TASK INSTRUCTIONS: All entries below are to be copied precisely as they appear.

EXTRACTED INFORMATION:
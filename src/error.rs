//! Unified error types for rpformat.
//!
//! The reconstruction algorithms themselves never fail: unresolved
//! continuations and images that cannot be placed are reported as counters.
//! Errors only come from the collaborators around them (reading logs,
//! templates and images, writing output, persisting settings).

use std::io;
use std::path::PathBuf;

use thiserror::Error;

/// A specialized [`Result`] type for rpformat operations.
///
/// # Example
///
/// ```rust
/// use rpformat::error::Result;
/// use rpformat::RawMessage;
///
/// fn my_function() -> Result<Vec<RawMessage>> {
///     Ok(vec![])
/// }
/// ```
pub type Result<T> = std::result::Result<T, RpError>;

/// The error type for all rpformat operations.
#[derive(Debug, Error)]
#[non_exhaustive]
pub enum RpError {
    /// An I/O error occurred.
    ///
    /// This typically happens when:
    /// - The log, template or an image file doesn't exist
    /// - Permission denied
    /// - Disk is full (when writing output)
    #[error("IO error: {0}")]
    Io(#[from] io::Error),

    /// Failed to parse the input log.
    #[error("Failed to parse {format} log{}: {source}", path.as_ref().map(|p| format!(" (file: {})", p.display())).unwrap_or_default())]
    Parse {
        /// The log format being parsed (e.g., "Chat2 JSON")
        format: &'static str,
        /// The underlying parse error
        #[source]
        source: ParseErrorKind,
        /// The file path, if available
        path: Option<PathBuf>,
    },

    /// The input doesn't match the expected structure.
    ///
    /// This occurs when:
    /// - The log contains no messages
    /// - A Discord export is missing the `messages` array
    #[error("Invalid {format} format: {message}")]
    InvalidFormat {
        /// The format that was expected
        format: &'static str,
        /// Description of what's wrong
        message: String,
    },

    /// A highlight colour is not a `#RGB` / `#RRGGBB` hex string.
    #[error("Invalid colour '{input}'. Expected a hex colour such as #DD9FC1")]
    InvalidColor {
        /// The rejected input
        input: String,
    },

    /// The HTML template is unusable.
    #[error("Template error: {message}")]
    Template {
        /// Description of what's wrong
        message: String,
    },

    /// The settings file could not be read or written.
    #[error("Settings file {}: {source}", path.display())]
    Settings {
        /// Path of the settings file
        path: PathBuf,
        /// The underlying JSON error
        #[source]
        source: serde_json::Error,
    },

    /// A marker pattern failed to compile.
    #[error("Invalid marker pattern: {0}")]
    Pattern(#[from] regex::Error),

    /// JSON parsing/serialization error.
    #[error("JSON error: {0}")]
    Json(#[from] serde_json::Error),

    /// CSV writing error.
    #[cfg(feature = "csv-output")]
    #[error("CSV error: {0}")]
    Csv(#[from] csv::Error),

    /// UTF-8 encoding error.
    #[error("UTF-8 encoding error in {context}: {source}")]
    Utf8 {
        /// Description of where the error occurred
        context: String,
        /// The underlying UTF-8 error
        #[source]
        source: std::string::FromUtf8Error,
    },
}

/// Kinds of parse errors that can occur.
#[derive(Debug, Error)]
pub enum ParseErrorKind {
    /// JSON parsing error
    #[error("{0}")]
    Json(#[from] serde_json::Error),
    /// Timestamp that could not be understood
    #[error("{0}")]
    Timestamp(String),
}

impl From<std::string::FromUtf8Error> for RpError {
    fn from(err: std::string::FromUtf8Error) -> Self {
        RpError::Utf8 {
            context: "output conversion".to_string(),
            source: err,
        }
    }
}

// ============================================================================
// Convenience constructors
// ============================================================================

impl RpError {
    /// Creates a parse error for the Chat2 JSON format.
    pub fn chat2_parse(source: serde_json::Error, path: Option<PathBuf>) -> Self {
        RpError::Parse {
            format: "Chat2 JSON",
            source: ParseErrorKind::Json(source),
            path,
        }
    }

    /// Creates a parse error for the Discord JSON format.
    pub fn discord_parse(source: serde_json::Error, path: Option<PathBuf>) -> Self {
        RpError::Parse {
            format: "Discord JSON",
            source: ParseErrorKind::Json(source),
            path,
        }
    }

    /// Creates an invalid format error.
    pub fn invalid_format(format: &'static str, message: impl Into<String>) -> Self {
        RpError::InvalidFormat {
            format,
            message: message.into(),
        }
    }

    /// Creates an invalid colour error.
    pub fn invalid_color(input: impl Into<String>) -> Self {
        RpError::InvalidColor {
            input: input.into(),
        }
    }

    /// Creates a template error.
    pub fn template(message: impl Into<String>) -> Self {
        RpError::Template {
            message: message.into(),
        }
    }

    /// Creates a settings error.
    pub fn settings(path: impl Into<PathBuf>, source: serde_json::Error) -> Self {
        RpError::Settings {
            path: path.into(),
            source,
        }
    }

    /// Returns `true` if this is an IO error.
    pub fn is_io(&self) -> bool {
        matches!(self, RpError::Io(_))
    }

    /// Returns `true` if this is a parse error.
    pub fn is_parse(&self) -> bool {
        matches!(self, RpError::Parse { .. })
    }

    /// Returns `true` if this is an invalid format error.
    pub fn is_invalid_format(&self) -> bool {
        matches!(self, RpError::InvalidFormat { .. })
    }

    /// Returns the file path associated with this error, if any.
    pub fn path(&self) -> Option<&PathBuf> {
        match self {
            RpError::Parse { path, .. } => path.as_ref(),
            RpError::Settings { path, .. } => Some(path),
            _ => None,
        }
    }
}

EXERCISE OUTPUT:
filename src/error.rs
//! Unified error types for rpformat.
//!
//! The reconstruction algorithms themselves never fail: unresolved
//! continuations and images that cannot be placed are reported as counters.
//! Errors only come from the collaborators around them (reading logs,
//! templates and images, writing output, persisting settings).

use std::io;
use std::path::PathBuf;

use thiserror::Error;

/// A specialized [`Result`] type for rpformat operations.
///
/// # Example
///
/// ```rust
/// use rpformat::error::Result;
/// use rpformat::RawMessage;
///
/// fn my_function() -> Result<Vec<RawMessage>> {
///     Ok(vec![])
/// }
/// ```
pub type Result<T> = std::result::Result<T, RpError>;

/// The error type for all rpformat operations.
#[derive(Debug, Error)]
#[non_exhaustive]
pub enum RpError {
    /// An I/O error occurred.
    ///
    /// This typically happens when:
    /// - The log, template or an image file doesn't exist
    /// - Permission denied
    /// - Disk is full (when writing output)
    #[error("IO error: {0}")]
    Io(#[from] io::Error),

    /// Failed to parse the input log.
    #[error("Failed to parse {format} log{}: {source}", path.as_ref().map(|p| format!(" (file: {})", p.display())).unwrap_or_default())]
    Parse {
        /// The log format being parsed (e.g., "Chat2 JSON")
        format: &'static str,
        /// The underlying parse error
        #[source]
        source: ParseErrorKind,
        /// The file path, if available
        path: Option<PathBuf>,
    },

    /// The input doesn't match the expected structure.
    ///
    /// This occurs when:
    /// - The log contains no messages
    /// - A Discord export is missing the `messages` array
    #[error("Invalid {format} format: {message}")]
    InvalidFormat {
        /// The format that was expected
        format: &'static str,
        /// Description of what's wrong
        message: String,
    },

    /// A highlight colour is not a `#RGB` / `#RRGGBB` hex string.
    #[error("Invalid colour '{input}'. Expected a hex colour such as #DD9FC1")]
    InvalidColor {
        /// The rejected input
        input: String,
    },

    /// The HTML template is unusable.
    #[error("Template error: {message}")]
    Template {
        /// Description of what's wrong
        message: String,
    },

    /// The settings file could not be read or written.
    #[error("Settings file {}: {source}", path.display())]
    Settings {
        /// Path of the settings file
        path: PathBuf,
        /// The underlying JSON error
        #[source]
        source: serde_json::Error,
    },

    /// A marker pattern failed to compile.
    #[error("Invalid marker pattern: {0}")]
    Pattern(#[from] regex::Error),

    /// JSON parsing/serialization error.
    #[error("JSON error: {0}")]
    Json(#[from] serde_json::Error),

    /// CSV writing error.
    #[cfg(feature = "csv-output")]
    #[error("CSV error: {0}")]
    Csv(#[from] csv::Error),

    /// UTF-8 encoding error.
    #[error("UTF-8 encoding error in {context}: {source}")]
    Utf8 {
        /// Description of where the error occurred
        context: String,
        /// The underlying UTF-8 error
        #[source]
        source: std::string::FromUtf8Error,
    },
}

/// Kinds of parse errors that can occur.
#[derive(Debug, Error)]
pub enum ParseErrorKind {
    /// JSON parsing error
    #[error("{0}")]
    Json(#[from] serde_json::Error),
    /// Timestamp that could not be understood
    #[error("{0}")]
    Timestamp(String),
}

impl From<std::string::FromUtf8Error> for RpError {
    fn from(err: std::string::FromUtf8Error) -> Self {
        RpError::Utf8 {
            context: "output conversion".to_string(),
            source: err,
        }
    }
}

// ============================================================================
// Convenience constructors
// ============================================================================

impl RpError {
    /// Creates a parse error for the Chat2 JSON format.
    pub fn chat2_parse(source: serde_json::Error, path: Option<PathBuf>) -> Self {
        RpError::Parse {
            format: "Chat2 JSON",
            source: ParseErrorKind::Json(source),
            path,
        }
    }

    /// Creates a parse error for the Discord JSON format.
    pub fn discord_parse(source: serde_json::Error, path: Option<PathBuf>) -> Self {
        RpError::Parse {
            format: "Discord JSON",
            source: ParseErrorKind::Json(source),
            path,
        }
    }

    /// Creates an invalid format error.
    pub fn invalid_format(format: &'static str, message: impl Into<String>) -> Self {
        RpError::InvalidFormat {
            format,
            message: message.into(),
        }
    }

    /// Creates an invalid colour error.
    pub fn invalid_color(input: impl Into<String>) -> Self {
        RpError::InvalidColor {
            input: input.into(),
        }
    }

    /// Creates a template error.
    pub fn template(message: impl Into<String>) -> Self {
        RpError::Template {
            message: message.into(),
        }
    }

    /// Creates a settings error.
    pub fn settings(path: impl Into<PathBuf>, source: serde_json::Error) -> Self {
        RpError::Settings {
            path: path.into(),
            source,
        }
    }

    /// Returns `true` if this is an IO error.
    pub fn is_io(&self) -> bool {
        matches!(self, RpError::Io(_))
    }

    /// Returns `true` if this is a parse error.
    pub fn is_parse(&self) -> bool {
        matches!(self, RpError::Parse { .. })
    }

    /// Returns `true` if this is an invalid format error.
    pub fn is_invalid_format(&self) -> bool {
        matches!(self, RpError::InvalidFormat { .. })
    }

    /// Returns the file path associated with this error, if any.
    pub fn path(&self) -> Option<&PathBuf> {
        match self {
            RpError::Parse { path, .. } => path.as_ref(),
            RpError::Settings { path, .. } => Some(path),
            _ => None,
        }
    }
}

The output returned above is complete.